→ **TASK DETAILS**
Nothing beyond the line containing "pub use sea_orm_migration::prelude::*;" should be printed; print each line exactly from the first line of the listing below through it.
─── SUPPLIED INFORMATION ───
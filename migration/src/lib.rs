//! Database migrations for the portal integration manager.
//!
//! This module contains all database migrations using SeaORM Migration.

pub use sea_orm_migration::prelude::*;

mod m2026_01_05_090000_create_system_integrations;
mod m2026_01_05_090100_create_data_sync_jobs;
mod m2026_01_05_090200_create_analytics_events;

pub struct Migrator;

#[async_trait::async_trait]
impl MigratorTrait for Migrator {
    fn migrations() -> Vec<Box<dyn MigrationTrait>> {
        vec![
            Box::new(m2026_01_05_090000_create_system_integrations::Migration),
            Box::new(m2026_01_05_090100_create_data_sync_jobs::Migration),
            Box::new(m2026_01_05_090200_create_analytics_events::Migration),
        ]
    }
}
───
→ **FINISHED TASK**
filename migration/src/lib.rs
//! Database migrations for the portal integration manager.
//!
//! This module contains all database migrations using SeaORM Migration.

pub use sea_orm_migration::prelude::*;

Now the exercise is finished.